● **Exercise requirements**
When counting, include every line of the data that holds "SessionId", then state the total alone.

Stored dataset items:
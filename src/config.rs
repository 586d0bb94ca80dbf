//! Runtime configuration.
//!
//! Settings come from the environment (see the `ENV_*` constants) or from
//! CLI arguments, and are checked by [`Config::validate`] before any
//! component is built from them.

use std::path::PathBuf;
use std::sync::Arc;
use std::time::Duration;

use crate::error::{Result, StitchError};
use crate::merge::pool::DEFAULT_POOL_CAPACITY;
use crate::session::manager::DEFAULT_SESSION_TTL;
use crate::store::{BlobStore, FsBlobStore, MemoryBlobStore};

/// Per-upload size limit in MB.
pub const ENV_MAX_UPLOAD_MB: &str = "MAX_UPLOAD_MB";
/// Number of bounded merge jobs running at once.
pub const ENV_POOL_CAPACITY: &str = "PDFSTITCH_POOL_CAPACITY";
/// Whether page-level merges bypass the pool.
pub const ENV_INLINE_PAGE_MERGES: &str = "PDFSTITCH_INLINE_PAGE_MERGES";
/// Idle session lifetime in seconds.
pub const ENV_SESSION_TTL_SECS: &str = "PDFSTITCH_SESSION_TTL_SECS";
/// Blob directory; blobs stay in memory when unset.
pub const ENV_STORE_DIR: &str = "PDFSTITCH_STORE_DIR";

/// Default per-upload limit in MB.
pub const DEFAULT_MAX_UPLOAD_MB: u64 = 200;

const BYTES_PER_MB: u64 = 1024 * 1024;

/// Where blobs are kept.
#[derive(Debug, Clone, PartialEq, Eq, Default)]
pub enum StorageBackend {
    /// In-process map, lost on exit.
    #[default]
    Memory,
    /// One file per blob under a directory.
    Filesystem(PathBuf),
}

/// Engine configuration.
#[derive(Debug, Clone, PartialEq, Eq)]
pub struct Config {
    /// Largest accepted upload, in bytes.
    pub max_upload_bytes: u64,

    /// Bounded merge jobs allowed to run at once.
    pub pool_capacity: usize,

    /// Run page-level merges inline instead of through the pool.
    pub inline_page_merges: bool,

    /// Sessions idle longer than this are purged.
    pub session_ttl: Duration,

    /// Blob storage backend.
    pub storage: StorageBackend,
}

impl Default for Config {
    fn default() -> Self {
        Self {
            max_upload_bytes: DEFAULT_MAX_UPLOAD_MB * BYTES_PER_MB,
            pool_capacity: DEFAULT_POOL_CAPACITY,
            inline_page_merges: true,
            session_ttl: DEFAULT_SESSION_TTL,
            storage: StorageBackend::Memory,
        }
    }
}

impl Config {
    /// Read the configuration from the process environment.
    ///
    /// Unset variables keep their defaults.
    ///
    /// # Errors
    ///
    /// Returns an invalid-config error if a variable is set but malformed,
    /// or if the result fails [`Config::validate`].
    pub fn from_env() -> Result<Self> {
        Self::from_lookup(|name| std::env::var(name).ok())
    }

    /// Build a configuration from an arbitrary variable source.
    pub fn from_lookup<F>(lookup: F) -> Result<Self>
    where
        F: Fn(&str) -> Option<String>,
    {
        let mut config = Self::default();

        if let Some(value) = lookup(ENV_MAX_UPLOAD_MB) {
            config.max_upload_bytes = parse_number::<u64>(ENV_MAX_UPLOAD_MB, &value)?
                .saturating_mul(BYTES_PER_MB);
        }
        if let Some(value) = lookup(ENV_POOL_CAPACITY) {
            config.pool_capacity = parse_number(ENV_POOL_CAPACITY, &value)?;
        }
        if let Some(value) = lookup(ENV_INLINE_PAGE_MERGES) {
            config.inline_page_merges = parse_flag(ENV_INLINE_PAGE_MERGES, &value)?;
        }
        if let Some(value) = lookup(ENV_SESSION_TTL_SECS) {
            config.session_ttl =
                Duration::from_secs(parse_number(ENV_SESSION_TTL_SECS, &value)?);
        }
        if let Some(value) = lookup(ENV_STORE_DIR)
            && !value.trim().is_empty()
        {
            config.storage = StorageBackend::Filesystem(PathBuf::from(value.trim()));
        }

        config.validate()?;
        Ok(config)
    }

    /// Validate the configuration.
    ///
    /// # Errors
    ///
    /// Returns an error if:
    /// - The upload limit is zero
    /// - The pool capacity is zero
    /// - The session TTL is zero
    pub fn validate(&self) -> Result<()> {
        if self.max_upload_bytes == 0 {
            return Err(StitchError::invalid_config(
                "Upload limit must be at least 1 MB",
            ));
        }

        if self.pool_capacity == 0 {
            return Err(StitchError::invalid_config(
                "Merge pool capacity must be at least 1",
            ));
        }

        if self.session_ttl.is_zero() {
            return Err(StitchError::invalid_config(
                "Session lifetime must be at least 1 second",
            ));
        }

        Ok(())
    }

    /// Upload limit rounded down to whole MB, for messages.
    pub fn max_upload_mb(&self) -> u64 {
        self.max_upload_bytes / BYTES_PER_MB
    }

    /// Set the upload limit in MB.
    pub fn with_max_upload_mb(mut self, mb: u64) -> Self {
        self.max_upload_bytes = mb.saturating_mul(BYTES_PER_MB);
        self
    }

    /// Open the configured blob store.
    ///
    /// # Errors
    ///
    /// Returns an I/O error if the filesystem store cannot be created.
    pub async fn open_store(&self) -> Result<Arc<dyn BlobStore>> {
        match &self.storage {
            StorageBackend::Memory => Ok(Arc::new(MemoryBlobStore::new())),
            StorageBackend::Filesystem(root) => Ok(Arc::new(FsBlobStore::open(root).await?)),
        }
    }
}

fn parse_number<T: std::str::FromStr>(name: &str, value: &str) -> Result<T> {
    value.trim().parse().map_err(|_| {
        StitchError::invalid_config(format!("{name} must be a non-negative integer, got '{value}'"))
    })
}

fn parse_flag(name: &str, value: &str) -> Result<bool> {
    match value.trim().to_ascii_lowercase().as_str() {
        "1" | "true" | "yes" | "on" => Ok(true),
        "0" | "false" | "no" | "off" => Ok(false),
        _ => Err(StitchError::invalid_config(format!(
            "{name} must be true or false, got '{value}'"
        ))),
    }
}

--

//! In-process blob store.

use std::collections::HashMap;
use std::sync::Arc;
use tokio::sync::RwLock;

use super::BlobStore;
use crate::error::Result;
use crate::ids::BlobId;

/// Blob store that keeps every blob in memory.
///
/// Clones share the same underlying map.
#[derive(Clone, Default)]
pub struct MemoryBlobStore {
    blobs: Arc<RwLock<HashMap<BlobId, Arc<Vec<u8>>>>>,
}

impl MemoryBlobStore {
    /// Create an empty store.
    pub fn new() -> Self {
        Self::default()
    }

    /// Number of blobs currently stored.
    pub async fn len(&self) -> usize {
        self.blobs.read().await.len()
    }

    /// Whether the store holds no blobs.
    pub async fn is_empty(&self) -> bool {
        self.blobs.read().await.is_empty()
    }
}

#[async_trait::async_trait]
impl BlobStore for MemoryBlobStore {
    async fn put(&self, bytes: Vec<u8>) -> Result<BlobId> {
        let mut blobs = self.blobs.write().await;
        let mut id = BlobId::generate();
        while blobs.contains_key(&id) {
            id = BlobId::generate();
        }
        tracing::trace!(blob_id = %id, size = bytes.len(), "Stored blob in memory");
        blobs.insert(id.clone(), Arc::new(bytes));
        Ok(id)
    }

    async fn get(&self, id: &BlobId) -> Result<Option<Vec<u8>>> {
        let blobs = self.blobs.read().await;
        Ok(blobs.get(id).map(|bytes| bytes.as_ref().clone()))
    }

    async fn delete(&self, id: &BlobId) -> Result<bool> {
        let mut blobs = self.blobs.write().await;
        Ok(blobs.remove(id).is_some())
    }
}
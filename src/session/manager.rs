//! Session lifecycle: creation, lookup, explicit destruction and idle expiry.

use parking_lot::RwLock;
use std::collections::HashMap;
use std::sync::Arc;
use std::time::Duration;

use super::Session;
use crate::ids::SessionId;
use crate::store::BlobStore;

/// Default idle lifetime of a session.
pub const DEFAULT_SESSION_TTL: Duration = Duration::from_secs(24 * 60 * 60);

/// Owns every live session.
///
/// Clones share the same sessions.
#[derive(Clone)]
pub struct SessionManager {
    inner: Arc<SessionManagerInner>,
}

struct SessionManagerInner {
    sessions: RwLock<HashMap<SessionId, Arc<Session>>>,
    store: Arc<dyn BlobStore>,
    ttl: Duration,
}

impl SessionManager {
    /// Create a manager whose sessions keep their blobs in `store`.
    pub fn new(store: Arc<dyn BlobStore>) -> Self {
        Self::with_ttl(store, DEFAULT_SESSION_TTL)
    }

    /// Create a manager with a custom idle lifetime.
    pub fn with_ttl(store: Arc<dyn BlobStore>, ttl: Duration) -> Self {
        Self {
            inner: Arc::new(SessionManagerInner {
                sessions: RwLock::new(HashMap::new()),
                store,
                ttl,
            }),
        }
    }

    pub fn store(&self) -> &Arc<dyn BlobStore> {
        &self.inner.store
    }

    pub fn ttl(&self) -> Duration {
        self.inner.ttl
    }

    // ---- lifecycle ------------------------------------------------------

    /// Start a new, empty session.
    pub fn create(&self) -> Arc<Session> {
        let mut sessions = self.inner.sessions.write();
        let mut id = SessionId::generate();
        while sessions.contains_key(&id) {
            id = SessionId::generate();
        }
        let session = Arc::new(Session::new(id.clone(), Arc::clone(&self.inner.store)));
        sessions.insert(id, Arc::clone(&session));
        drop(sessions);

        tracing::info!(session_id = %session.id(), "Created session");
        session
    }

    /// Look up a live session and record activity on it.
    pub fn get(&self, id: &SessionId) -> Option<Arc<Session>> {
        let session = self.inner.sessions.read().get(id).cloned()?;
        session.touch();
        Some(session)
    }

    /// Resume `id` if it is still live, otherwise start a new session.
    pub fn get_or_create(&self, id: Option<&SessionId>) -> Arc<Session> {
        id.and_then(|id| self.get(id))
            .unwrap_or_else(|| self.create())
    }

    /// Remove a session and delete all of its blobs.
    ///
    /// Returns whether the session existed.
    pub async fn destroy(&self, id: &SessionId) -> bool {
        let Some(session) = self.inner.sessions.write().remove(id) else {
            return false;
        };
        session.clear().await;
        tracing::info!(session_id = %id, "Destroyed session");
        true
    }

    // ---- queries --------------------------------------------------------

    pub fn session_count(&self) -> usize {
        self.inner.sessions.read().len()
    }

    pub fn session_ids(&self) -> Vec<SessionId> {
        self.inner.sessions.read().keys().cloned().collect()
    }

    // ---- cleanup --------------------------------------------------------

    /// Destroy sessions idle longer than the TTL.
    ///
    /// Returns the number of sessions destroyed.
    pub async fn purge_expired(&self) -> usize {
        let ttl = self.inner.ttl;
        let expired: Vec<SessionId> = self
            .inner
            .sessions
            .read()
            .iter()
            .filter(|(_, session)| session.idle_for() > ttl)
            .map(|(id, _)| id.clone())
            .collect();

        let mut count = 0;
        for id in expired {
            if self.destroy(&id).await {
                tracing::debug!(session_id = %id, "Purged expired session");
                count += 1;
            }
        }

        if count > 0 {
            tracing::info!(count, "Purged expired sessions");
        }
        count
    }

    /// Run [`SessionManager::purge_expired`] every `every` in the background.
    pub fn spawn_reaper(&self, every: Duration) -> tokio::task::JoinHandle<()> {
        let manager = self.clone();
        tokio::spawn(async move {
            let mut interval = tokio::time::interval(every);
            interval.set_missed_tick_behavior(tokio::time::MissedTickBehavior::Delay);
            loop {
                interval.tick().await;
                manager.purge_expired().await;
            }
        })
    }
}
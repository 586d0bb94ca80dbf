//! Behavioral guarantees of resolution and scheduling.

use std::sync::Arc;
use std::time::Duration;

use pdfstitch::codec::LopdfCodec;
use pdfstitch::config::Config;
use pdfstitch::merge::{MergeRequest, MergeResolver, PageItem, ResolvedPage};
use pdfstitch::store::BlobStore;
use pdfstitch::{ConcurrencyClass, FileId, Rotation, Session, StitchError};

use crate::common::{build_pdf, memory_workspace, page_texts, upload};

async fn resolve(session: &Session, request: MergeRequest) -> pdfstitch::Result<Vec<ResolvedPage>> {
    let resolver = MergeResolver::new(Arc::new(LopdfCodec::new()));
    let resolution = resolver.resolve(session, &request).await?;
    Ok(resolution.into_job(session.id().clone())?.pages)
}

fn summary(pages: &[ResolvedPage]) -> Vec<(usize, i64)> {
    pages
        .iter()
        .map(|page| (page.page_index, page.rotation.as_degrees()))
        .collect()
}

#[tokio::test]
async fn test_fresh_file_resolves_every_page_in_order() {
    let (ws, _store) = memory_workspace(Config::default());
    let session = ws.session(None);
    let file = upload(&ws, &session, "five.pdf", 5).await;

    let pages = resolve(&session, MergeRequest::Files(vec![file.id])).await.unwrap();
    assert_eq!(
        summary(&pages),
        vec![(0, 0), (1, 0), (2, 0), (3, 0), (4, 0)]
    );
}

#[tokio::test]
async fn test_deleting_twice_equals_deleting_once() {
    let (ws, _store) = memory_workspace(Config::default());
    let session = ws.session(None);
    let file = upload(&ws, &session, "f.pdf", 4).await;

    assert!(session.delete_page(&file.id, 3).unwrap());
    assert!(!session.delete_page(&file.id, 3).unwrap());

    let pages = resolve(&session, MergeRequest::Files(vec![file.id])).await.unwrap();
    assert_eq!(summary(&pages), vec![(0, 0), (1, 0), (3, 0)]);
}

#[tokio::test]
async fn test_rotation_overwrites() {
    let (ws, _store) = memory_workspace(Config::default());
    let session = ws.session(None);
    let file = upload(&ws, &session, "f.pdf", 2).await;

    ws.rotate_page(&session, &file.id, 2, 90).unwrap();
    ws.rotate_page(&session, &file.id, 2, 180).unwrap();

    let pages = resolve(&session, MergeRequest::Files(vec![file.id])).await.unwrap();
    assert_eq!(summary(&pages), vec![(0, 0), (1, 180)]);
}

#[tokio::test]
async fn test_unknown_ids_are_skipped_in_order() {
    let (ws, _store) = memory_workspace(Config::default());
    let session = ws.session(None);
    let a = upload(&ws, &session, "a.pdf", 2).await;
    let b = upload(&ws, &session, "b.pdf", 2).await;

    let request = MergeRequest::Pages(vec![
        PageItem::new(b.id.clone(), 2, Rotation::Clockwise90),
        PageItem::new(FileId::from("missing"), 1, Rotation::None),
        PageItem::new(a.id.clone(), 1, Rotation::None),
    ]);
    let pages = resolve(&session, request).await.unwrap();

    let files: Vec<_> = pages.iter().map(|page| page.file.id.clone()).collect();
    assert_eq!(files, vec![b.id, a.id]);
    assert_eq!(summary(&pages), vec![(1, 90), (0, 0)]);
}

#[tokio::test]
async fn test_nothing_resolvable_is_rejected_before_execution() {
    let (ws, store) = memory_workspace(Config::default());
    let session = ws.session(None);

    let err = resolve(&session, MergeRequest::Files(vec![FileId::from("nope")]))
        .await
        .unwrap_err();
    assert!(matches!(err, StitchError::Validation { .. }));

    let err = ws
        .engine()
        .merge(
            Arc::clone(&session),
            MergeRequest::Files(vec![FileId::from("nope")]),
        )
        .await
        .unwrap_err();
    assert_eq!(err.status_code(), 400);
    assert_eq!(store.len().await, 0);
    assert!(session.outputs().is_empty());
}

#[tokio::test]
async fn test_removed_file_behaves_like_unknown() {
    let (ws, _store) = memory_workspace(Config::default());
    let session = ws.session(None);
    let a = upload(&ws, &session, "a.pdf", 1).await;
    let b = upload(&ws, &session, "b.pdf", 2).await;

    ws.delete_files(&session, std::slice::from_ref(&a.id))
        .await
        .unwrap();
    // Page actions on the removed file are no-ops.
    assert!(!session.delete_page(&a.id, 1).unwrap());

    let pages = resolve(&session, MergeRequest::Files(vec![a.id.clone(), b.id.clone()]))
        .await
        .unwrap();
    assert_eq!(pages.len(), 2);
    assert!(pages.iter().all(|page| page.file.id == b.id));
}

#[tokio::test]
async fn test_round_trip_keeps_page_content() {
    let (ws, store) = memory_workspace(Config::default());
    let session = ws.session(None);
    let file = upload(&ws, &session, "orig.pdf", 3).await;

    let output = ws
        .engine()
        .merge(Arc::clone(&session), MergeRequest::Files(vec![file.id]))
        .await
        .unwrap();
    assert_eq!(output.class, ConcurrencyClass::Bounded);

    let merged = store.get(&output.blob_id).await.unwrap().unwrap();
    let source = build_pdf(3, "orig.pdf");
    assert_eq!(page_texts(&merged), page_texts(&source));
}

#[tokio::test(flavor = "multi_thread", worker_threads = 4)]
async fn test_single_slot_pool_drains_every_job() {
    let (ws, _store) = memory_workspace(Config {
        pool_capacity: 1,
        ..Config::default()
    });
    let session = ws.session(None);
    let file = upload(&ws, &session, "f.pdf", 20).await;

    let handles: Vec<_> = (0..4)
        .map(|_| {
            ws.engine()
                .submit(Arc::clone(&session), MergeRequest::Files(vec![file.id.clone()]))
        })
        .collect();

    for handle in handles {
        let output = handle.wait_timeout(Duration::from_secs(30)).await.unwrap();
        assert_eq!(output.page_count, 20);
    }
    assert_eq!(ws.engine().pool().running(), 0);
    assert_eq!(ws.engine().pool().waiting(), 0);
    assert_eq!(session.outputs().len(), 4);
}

---

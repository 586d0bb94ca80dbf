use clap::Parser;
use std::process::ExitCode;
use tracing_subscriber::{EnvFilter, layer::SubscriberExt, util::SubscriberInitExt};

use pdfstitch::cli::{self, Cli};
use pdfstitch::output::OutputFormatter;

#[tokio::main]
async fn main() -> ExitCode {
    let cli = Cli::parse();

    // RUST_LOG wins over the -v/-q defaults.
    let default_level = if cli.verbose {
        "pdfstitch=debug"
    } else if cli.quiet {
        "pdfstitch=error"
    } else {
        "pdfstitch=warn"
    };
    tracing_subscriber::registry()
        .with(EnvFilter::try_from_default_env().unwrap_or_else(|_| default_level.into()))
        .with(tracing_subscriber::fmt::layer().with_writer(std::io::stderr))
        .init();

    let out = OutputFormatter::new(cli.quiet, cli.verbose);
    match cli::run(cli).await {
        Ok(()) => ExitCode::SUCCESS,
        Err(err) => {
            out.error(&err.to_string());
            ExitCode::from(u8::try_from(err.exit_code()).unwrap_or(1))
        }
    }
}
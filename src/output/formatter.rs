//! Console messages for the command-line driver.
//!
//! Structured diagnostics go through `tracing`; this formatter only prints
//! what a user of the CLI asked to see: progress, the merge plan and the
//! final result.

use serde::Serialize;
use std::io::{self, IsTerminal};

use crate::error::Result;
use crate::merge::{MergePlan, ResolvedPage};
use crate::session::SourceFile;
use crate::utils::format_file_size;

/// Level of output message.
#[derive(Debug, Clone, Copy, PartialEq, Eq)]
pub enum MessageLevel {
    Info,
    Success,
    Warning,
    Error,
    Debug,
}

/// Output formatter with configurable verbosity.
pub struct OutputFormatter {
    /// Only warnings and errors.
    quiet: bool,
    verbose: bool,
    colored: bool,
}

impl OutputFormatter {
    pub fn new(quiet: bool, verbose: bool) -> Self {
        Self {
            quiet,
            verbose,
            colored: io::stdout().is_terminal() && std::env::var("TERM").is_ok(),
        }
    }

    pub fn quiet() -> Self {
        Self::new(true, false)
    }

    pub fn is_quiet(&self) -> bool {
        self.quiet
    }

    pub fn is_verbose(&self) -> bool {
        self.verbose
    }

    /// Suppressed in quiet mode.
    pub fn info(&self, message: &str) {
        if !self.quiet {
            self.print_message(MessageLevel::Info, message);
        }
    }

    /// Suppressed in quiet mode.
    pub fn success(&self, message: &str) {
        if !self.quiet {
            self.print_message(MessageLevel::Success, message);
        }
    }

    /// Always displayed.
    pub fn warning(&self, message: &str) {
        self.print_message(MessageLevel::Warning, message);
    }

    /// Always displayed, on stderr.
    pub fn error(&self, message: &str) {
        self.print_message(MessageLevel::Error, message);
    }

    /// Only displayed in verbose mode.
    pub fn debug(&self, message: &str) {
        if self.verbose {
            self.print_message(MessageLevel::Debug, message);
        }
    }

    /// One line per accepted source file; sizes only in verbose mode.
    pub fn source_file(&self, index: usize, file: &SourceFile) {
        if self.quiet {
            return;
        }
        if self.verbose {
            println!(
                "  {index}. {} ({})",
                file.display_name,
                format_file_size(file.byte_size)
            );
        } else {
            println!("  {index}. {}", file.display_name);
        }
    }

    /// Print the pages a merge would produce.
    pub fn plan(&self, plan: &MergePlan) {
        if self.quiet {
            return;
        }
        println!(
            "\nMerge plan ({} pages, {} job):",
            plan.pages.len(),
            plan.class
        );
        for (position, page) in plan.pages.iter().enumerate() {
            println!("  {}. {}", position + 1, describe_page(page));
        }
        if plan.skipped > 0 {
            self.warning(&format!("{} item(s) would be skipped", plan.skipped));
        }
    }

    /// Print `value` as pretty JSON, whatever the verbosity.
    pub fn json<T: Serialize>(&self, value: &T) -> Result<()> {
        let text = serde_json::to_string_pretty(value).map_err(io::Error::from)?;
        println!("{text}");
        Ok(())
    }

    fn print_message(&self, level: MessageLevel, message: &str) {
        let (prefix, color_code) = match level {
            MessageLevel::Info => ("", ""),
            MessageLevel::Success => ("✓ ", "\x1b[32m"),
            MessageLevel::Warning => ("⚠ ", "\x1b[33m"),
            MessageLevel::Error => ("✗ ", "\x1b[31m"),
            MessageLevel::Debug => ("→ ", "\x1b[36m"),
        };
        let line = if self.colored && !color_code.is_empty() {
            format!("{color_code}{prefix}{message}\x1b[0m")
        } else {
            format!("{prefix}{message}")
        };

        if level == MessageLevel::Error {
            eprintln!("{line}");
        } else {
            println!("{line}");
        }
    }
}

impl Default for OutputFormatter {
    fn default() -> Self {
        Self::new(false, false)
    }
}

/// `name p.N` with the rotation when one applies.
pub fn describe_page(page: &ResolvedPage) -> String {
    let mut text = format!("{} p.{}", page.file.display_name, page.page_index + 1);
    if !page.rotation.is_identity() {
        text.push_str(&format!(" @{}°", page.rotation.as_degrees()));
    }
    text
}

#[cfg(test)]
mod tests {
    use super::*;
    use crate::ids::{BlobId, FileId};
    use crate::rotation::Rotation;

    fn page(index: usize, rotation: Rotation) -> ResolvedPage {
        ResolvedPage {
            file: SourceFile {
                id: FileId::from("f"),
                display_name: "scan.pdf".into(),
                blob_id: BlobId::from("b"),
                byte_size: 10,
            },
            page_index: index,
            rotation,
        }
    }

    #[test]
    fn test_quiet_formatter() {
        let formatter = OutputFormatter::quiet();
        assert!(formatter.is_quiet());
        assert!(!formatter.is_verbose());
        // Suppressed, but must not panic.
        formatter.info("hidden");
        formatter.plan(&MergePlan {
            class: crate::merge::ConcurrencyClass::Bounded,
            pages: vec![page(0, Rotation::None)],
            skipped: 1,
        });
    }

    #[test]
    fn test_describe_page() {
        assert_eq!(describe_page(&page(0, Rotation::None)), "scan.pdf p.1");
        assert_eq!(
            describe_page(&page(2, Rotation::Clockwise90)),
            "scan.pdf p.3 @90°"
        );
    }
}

● **Response to this exercise**
9